* **Exercise goal**
Copy out the entries that follow, unchanged.
════════════════════
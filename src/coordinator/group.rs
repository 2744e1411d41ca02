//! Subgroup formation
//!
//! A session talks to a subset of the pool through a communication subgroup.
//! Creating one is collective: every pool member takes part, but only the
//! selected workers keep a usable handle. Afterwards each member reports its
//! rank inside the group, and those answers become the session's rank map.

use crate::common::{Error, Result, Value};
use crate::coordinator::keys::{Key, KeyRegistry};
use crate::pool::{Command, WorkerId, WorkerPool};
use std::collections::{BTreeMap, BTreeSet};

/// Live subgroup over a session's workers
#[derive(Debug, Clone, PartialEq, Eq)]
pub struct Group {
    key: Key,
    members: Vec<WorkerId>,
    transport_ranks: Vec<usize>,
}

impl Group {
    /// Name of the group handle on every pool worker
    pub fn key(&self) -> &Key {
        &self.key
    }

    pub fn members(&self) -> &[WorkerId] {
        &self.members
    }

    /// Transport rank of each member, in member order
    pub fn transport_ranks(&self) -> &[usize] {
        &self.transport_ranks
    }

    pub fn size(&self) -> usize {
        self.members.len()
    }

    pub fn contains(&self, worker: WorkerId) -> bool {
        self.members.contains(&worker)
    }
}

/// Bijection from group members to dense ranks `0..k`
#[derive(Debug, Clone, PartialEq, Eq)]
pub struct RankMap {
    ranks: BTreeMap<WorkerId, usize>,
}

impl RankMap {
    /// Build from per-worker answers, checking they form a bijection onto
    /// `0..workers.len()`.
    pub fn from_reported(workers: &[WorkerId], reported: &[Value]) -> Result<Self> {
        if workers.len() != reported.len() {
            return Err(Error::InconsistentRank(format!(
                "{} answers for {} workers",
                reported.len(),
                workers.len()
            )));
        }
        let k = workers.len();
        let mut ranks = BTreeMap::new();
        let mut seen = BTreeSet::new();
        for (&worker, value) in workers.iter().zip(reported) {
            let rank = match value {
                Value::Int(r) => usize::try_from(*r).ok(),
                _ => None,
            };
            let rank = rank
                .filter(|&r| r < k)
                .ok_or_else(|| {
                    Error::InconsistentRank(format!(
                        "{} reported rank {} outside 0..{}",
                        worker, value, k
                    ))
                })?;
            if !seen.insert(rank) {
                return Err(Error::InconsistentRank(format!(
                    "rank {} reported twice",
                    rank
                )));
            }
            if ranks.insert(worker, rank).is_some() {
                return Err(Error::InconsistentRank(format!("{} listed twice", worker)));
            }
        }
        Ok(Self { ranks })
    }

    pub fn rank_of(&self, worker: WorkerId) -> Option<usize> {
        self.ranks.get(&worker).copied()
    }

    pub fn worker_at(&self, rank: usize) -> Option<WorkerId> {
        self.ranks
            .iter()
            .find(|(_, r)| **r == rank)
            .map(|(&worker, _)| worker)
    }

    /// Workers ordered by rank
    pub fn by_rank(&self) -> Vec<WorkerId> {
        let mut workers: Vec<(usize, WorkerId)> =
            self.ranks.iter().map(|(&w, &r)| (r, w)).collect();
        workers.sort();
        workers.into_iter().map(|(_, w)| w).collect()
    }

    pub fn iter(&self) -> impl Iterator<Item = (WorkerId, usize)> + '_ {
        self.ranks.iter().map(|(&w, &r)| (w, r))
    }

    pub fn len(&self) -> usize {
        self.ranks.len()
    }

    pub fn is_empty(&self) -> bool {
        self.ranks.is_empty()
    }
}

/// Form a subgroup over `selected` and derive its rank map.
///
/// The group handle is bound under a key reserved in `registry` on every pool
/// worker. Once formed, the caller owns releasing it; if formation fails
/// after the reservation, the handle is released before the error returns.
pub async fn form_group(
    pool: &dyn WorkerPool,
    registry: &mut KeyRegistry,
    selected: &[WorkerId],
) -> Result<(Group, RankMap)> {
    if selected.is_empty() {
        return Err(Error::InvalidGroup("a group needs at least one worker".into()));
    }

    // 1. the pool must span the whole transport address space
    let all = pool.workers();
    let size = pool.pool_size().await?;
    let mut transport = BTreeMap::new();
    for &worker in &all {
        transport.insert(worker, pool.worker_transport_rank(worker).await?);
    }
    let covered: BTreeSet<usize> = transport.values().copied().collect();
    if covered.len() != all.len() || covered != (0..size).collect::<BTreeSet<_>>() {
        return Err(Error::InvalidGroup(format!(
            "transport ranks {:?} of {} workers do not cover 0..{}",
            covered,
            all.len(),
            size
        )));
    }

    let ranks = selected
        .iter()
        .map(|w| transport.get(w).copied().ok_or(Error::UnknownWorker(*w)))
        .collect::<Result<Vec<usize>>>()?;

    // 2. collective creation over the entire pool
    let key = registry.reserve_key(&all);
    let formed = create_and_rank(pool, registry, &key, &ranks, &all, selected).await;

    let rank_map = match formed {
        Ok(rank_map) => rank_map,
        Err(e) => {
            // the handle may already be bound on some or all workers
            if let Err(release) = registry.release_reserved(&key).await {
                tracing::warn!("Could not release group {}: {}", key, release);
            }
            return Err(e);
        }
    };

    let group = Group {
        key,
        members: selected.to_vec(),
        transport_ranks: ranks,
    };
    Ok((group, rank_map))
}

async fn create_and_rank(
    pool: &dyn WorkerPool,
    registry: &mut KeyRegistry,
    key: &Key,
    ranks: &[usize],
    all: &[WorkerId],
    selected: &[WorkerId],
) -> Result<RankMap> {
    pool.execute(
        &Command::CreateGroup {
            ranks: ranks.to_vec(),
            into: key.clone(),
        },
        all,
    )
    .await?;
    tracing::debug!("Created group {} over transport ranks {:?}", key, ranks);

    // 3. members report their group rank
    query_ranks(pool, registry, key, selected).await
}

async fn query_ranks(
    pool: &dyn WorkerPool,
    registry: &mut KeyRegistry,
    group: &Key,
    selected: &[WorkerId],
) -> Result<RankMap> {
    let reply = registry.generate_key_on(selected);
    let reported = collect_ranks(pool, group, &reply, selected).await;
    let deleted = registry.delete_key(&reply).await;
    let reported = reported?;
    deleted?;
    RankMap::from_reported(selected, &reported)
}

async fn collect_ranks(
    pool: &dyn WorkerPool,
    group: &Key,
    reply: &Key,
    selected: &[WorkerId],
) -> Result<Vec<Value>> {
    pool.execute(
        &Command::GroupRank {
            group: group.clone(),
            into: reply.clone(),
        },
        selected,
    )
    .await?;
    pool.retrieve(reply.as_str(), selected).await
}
════════════════════
* **Problem solution**
filename src/coordinator/group.rs
repository 2744e1411d41ca02
//! Subgroup formation
//!
//! A session talks to a subset of the pool through a communication subgroup.
//! Creating one is collective: every pool member takes part, but only the
//! selected workers keep a usable handle. Afterwards each member reports its
//! rank inside the group, and those answers become the session's rank map.

use crate::common::{Error, Result, Value};
use crate::coordinator::keys::{Key, KeyRegistry};
use crate::pool::{Command, WorkerId, WorkerPool};
use std::collections::{BTreeMap, BTreeSet};

/// Live subgroup over a session's workers
#[derive(Debug, Clone, PartialEq, Eq)]
pub struct Group {
    key: Key,
    members: Vec<WorkerId>,
    transport_ranks: Vec<usize>,
}

impl Group {
    /// Name of the group handle on every pool worker
    pub fn key(&self) -> &Key {
        &self.key
    }

    pub fn members(&self) -> &[WorkerId] {
        &self.members
    }

    /// Transport rank of each member, in member order
    pub fn transport_ranks(&self) -> &[usize] {
        &self.transport_ranks
    }

    pub fn size(&self) -> usize {
        self.members.len()
    }

    pub fn contains(&self, worker: WorkerId) -> bool {
        self.members.contains(&worker)
    }
}

/// Bijection from group members to dense ranks `0..k`
#[derive(Debug, Clone, PartialEq, Eq)]
pub struct RankMap {
    ranks: BTreeMap<WorkerId, usize>,
}

impl RankMap {
    /// Build from per-worker answers, checking they form a bijection onto
    /// `0..workers.len()`.
    pub fn from_reported(workers: &[WorkerId], reported: &[Value]) -> Result<Self> {
        if workers.len() != reported.len() {
            return Err(Error::InconsistentRank(format!(
                "{} answers for {} workers",
                reported.len(),
                workers.len()
            )));
        }
        let k = workers.len();
        let mut ranks = BTreeMap::new();
        let mut seen = BTreeSet::new();
        for (&worker, value) in workers.iter().zip(reported) {
            let rank = match value {
                Value::Int(r) => usize::try_from(*r).ok(),
                _ => None,
            };
            let rank = rank
                .filter(|&r| r < k)
                .ok_or_else(|| {
                    Error::InconsistentRank(format!(
                        "{} reported rank {} outside 0..{}",
                        worker, value, k
                    ))
                })?;
            if !seen.insert(rank) {
                return Err(Error::InconsistentRank(format!(
                    "rank {} reported twice",
                    rank
                )));
            }
            if ranks.insert(worker, rank).is_some() {
                return Err(Error::InconsistentRank(format!("{} listed twice", worker)));
            }
        }
        Ok(Self { ranks })
    }

    pub fn rank_of(&self, worker: WorkerId) -> Option<usize> {
        self.ranks.get(&worker).copied()
    }

    pub fn worker_at(&self, rank: usize) -> Option<WorkerId> {
        self.ranks
            .iter()
            .find(|(_, r)| **r == rank)
            .map(|(&worker, _)| worker)
    }

    /// Workers ordered by rank
    pub fn by_rank(&self) -> Vec<WorkerId> {
        let mut workers: Vec<(usize, WorkerId)> =
            self.ranks.iter().map(|(&w, &r)| (r, w)).collect();
        workers.sort();
        workers.into_iter().map(|(_, w)| w).collect()
    }

    pub fn iter(&self) -> impl Iterator<Item = (WorkerId, usize)> + '_ {
        self.ranks.iter().map(|(&w, &r)| (w, r))
    }

    pub fn len(&self) -> usize {
        self.ranks.len()
    }

    pub fn is_empty(&self) -> bool {
        self.ranks.is_empty()
    }
}

/// Form a subgroup over `selected` and derive its rank map.
///
/// The group handle is bound under a key reserved in `registry` on every pool
/// worker. Once formed, the caller owns releasing it; if formation fails
/// after the reservation, the handle is released before the error returns.
pub async fn form_group(
    pool: &dyn WorkerPool,
    registry: &mut KeyRegistry,
    selected: &[WorkerId],
) -> Result<(Group, RankMap)> {
    if selected.is_empty() {
        return Err(Error::InvalidGroup("a group needs at least one worker".into()));
    }

    // 1. the pool must span the whole transport address space
    let all = pool.workers();
    let size = pool.pool_size().await?;
    let mut transport = BTreeMap::new();
    for &worker in &all {
        transport.insert(worker, pool.worker_transport_rank(worker).await?);
    }
    let covered: BTreeSet<usize> = transport.values().copied().collect();
    if covered.len() != all.len() || covered != (0..size).collect::<BTreeSet<_>>() {
        return Err(Error::InvalidGroup(format!(
            "transport ranks {:?} of {} workers do not cover 0..{}",
            covered,
            all.len(),
            size
        )));
    }

    let ranks = selected
        .iter()
        .map(|w| transport.get(w).copied().ok_or(Error::UnknownWorker(*w)))
        .collect::<Result<Vec<usize>>>()?;

    // 2. collective creation over the entire pool
    let key = registry.reserve_key(&all);
    let formed = create_and_rank(pool, registry, &key, &ranks, &all, selected).await;

    let rank_map = match formed {
        Ok(rank_map) => rank_map,
        Err(e) => {
            // the handle may already be bound on some or all workers
            if let Err(release) = registry.release_reserved(&key).await {
                tracing::warn!("Could not release group {}: {}", key, release);
            }
            return Err(e);
        }
    };

    let group = Group {
        key,
        members: selected.to_vec(),
        transport_ranks: ranks,
    };
    Ok((group, rank_map))
}

async fn create_and_rank(
    pool: &dyn WorkerPool,
    registry: &mut KeyRegistry,
    key: &Key,
    ranks: &[usize],
    all: &[WorkerId],
    selected: &[WorkerId],
) -> Result<RankMap> {
    pool.execute(
        &Command::CreateGroup {
            ranks: ranks.to_vec(),
            into: key.clone(),
        },
        all,
    )
    .await?;
    tracing::debug!("Created group {} over transport ranks {:?}", key, ranks);

    // 3. members report their group rank
    query_ranks(pool, registry, key, selected).await
}

async fn query_ranks(
    pool: &dyn WorkerPool,
    registry: &mut KeyRegistry,
    group: &Key,
    selected: &[WorkerId],
) -> Result<RankMap> {
    let reply = registry.generate_key_on(selected);
    let reported = collect_ranks(pool, group, &reply, selected).await;
    let deleted = registry.delete_key(&reply).await;
    let reported = reported?;
    deleted?;
    RankMap::from_reported(selected, &reported)
}

async fn collect_ranks(
    pool: &dyn WorkerPool,
    group: &Key,
    reply: &Key,
    selected: &[WorkerId],
) -> Result<Vec<Value>> {
    pool.execute(
        &Command::GroupRank {
            group: group.clone(),
            into: reply.clone(),
        },
        selected,
    )
    .await?;
    pool.retrieve(reply.as_str(), selected).await
}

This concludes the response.